Speaking in what he called “the language of Goethe, Schiller and Kant,” picked up during his time as a KGB officer in Dresden, Germany, President Vladimir Putin of Russia addressed the German Parliament on Sept. 25, 2001. “Russia is a friendly European nation,” he declared. “Stable peace on the continent is a paramount goal for our nation.”
The Russian leader, elected the previous year at the age of 47 after a meteoric rise from obscurity, went on to describe “democratic rights and freedoms” as the “key goal of Russia’s domestic policy.” Members of the Bundestag gave a standing ovation.
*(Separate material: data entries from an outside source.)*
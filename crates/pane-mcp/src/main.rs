//! # Pane MCP Server
//!
//! Model Context Protocol server that runs commands inside live terminal
//! multiplexer panes and returns only each command's output.
//!
//! ## Overview
//!
//! This server provides MCP tools for:
//! - Command execution with output isolation
//! - Raw input (send text, press keys, clear screen)
//! - Screen reads with scrollback
//! - Pane management (list, inspect, new tab, split)
//! - Connection pool diagnostics and cleanup
//!
//! ## Usage
//!
//! ```text
//! pane-mcp [--config <path>] [--host <tmux|memory>]
//! ```
//!
//! Logs go to stderr; stdout carries the MCP protocol.

use std::path::PathBuf;
use std::sync::Arc;

use anyhow::{bail, Context};
use pane_mcp::PaneMcpServer;
use pane_mcp_core::{HostBackend, ServerConfig};
use pane_mcp_exec::CommandExecutor;
use pane_mcp_host::{MemoryHost, TerminalHost, TmuxHost};
use rmcp::{transport::stdio, ServiceExt};

/// Command line options.
#[derive(Debug, Default, PartialEq, Eq)]
struct CliArgs {
    config: Option<PathBuf>,
    host: Option<HostBackend>,
    help: bool,
}

const USAGE: &str = "Usage: pane-mcp [--config <path>] [--host <tmux|memory>]";

fn parse_args<I: IntoIterator<Item = String>>(args: I) -> anyhow::Result<CliArgs> {
    let mut parsed = CliArgs::default();
    let mut args = args.into_iter();
    while let Some(arg) = args.next() {
        match arg.as_str() {
            "--config" | "-c" => {
                let path = args.next().context("--config needs a path")?;
                parsed.config = Some(PathBuf::from(path));
            }
            "--host" => {
                let host = args.next().context("--host needs tmux or memory")?;
                parsed.host = Some(host.parse()?);
            }
            "--help" | "-h" => parsed.help = true,
            other => bail!("unknown argument `{other}`\n{USAGE}"),
        }
    }
    Ok(parsed)
}

fn load_config(args: &CliArgs) -> anyhow::Result<ServerConfig> {
    let mut config = match &args.config {
        Some(path) => ServerConfig::from_file(path)
            .with_context(|| format!("loading config {}", path.display()))?,
        None => ServerConfig::default(),
    };
    config.apply_env_overrides(|key| std::env::var(key).ok())?;
    if let Some(host) = args.host {
        config.host.backend = host;
    }
    config.validate()?;
    Ok(config)
}

#[tokio::main]
async fn main() -> anyhow::Result<()> {
    // Parse command line arguments
    let args = parse_args(std::env::args().skip(1))?;
    if args.help {
        println!("{USAGE}");
        return Ok(());
    }
    let config = load_config(&args)?;

    // Initialize logging; stdout is reserved for the protocol
    tracing_subscriber::fmt()
        .with_env_filter(
            tracing_subscriber::EnvFilter::try_from_default_env()
                .unwrap_or_else(|_| tracing_subscriber::EnvFilter::new(&config.server.log_level)),
        )
        .with_writer(std::io::stderr)
        .with_ansi(false)
        .init();

    tracing::info!(
        "Pane MCP Server v{} starting with {} host...",
        env!("CARGO_PKG_VERSION"),
        config.host.backend
    );

    let host: Arc<dyn TerminalHost> = match config.host.backend {
        HostBackend::Tmux => Arc::new(TmuxHost::new(&config.host)),
        HostBackend::Memory => Arc::new(MemoryHost::with_scrollback(config.host.scrollback_lines)),
    };
    let executor = Arc::new(CommandExecutor::new(host, &config));
    let server = PaneMcpServer::new(Arc::clone(&executor));

    tracing::info!("Server initialized, starting stdio transport...");

    // Serve the MCP server over stdio
    let service = server.serve(stdio()).await.map_err(|e| {
        tracing::error!("Error starting server: {}", e);
        e
    })?;

    tracing::info!("Pane MCP Server running on stdio");

    // Wait for the client to disconnect or for Ctrl+C
    tokio::select! {
        result = service.waiting() => {
            result?;
        }
        _ = tokio::signal::ctrl_c() => {
            tracing::info!("Interrupted");
        }
    }

    let closed = executor.shutdown().await;
    tracing::info!(
        "Pane MCP Server shutting down ({} connection(s) closed)",
        closed
    );

    Ok(())
}
//! # pane-mcp-core
//!
//! Core types for the pane-mcp server.
//!
//! This crate contains the fundamental types with **no internal dependencies**
//! on other pane-mcp crates. It provides:
//!
//! - Session handles and connection-pool context keys
//! - Execution requests, strategies, captured output and responses
//! - Key types for input handling
//! - Configuration
//! - Error types
//!
//! ## Architecture
//!
//! This is Layer 0 in the architecture - all other crates depend on this one,
//! but this crate has no dependencies on other pane-mcp crates.

#![warn(missing_docs)]
#![warn(clippy::all)]

pub mod config;
pub mod error;
pub mod key;
pub mod request;
pub mod session;

// Re-export commonly used types
pub use config::{
    ExecutionSettings, HostBackend, HostSettings, PoolSettings, ServerConfig, ServerSettings,
};
pub use error::{Error, ErrorKind, Result};
pub use key::Key;
pub use request::{
    CapturedOutput, ExecutionRequest, ExecutionStrategy, MemorySnapshot, Response, ResponseError,
};
pub use session::{ContextKey, SessionHandle};
//! Session types: which terminal pane an operation runs against.

use chrono::{DateTime, Utc};
use serde::{Deserialize, Serialize};

/// Identifies one terminal pane on the host.
///
/// For tmux the ids map as `session_id` = pane (`%3`), `tab_id` = window
/// (`@1`) and `window_id` = tmux session (`$0`).
#[derive(Debug, Clone, PartialEq, Eq, Serialize, Deserialize)]
pub struct SessionHandle {
    /// Pane identifier, the target for text and screen reads
    pub session_id: String,
    /// Top-level window containing the pane
    pub window_id: String,
    /// Tab containing the pane
    pub tab_id: String,
    /// Last time an operation used this pane through the pool
    #[serde(default, skip_serializing_if = "Option::is_none")]
    pub last_used_at: Option<DateTime<Utc>>,
    /// Cleared when the pane closed or a health check failed
    pub is_healthy: bool,
}

impl SessionHandle {
    /// Create a healthy handle that has not been used yet.
    pub fn new(
        session_id: impl Into<String>,
        window_id: impl Into<String>,
        tab_id: impl Into<String>,
    ) -> Self {
        Self {
            session_id: session_id.into(),
            window_id: window_id.into(),
            tab_id: tab_id.into(),
            last_used_at: None,
            is_healthy: true,
        }
    }

    /// Record a use at the current wall-clock time.
    pub fn touch(&mut self) {
        self.last_used_at = Some(Utc::now());
    }

    /// Flag the pane as gone or failing its health check.
    pub fn mark_unhealthy(&mut self) {
        self.is_healthy = false;
    }

    /// Approximate heap footprint, used for memory diagnostics.
    pub fn estimated_bytes(&self) -> usize {
        std::mem::size_of::<Self>()
            + self.session_id.capacity()
            + self.window_id.capacity()
            + self.tab_id.capacity()
    }
}

/// Key under which the connection pool tracks a logical client context.
#[derive(Debug, Clone, PartialEq, Eq, Hash)]
pub enum ContextKey {
    /// Whatever pane the host considers current
    Active,
    /// A specific pane by id
    Session(String),
}

impl ContextKey {
    /// Build a key from an optional session id supplied by a caller.
    pub fn from_session(session_id: Option<&str>) -> Self {
        match session_id.map(str::trim) {
            Some(id) if !id.is_empty() => ContextKey::Session(id.to_string()),
            _ => ContextKey::Active,
        }
    }
}

impl std::fmt::Display for ContextKey {
    fn fmt(&self, f: &mut std::fmt::Formatter<'_>) -> std::fmt::Result {
        match self {
            ContextKey::Active => write!(f, "active"),
            ContextKey::Session(id) => write!(f, "session:{id}"),
        }
    }
}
Norbert Röttgen, a center-right representative who headed the Parliament’s Foreign Affairs Committee for several years, was among those who rose to their feet. “Putin captured us,” he said. “The voice was quite soft, in German, a voice that tempts you to believe what is said to you. We had some reason to think there was a viable perspective of togetherness.”
Today, all togetherness shredded, Ukraine burns, bludgeoned by the invading army Putin sent to prove his conviction that Ukrainian nationhood is a myth. More than 3.7 million Ukrainians are refugees; the dead mount up in a month-old war; and that purring voice of Putin has morphed into the angry rant of a hunched man dismissing as “scum and traitors” any Russian who resists the violence of his tightening dictatorship.
His opponents will meet an ugly fate, Putin vowed this month, grimacing as his planned blitzkrieg in Ukraine stalled. True Russians, he said, would “spit them out like a gnat that accidentally flew into their mouths” and so achieve “a necessary self-purification of society.”
This was less the language of Kant than of fascist nationalist exaltation laced with Putin’s hardscrabble, brawling St. Petersburg youth.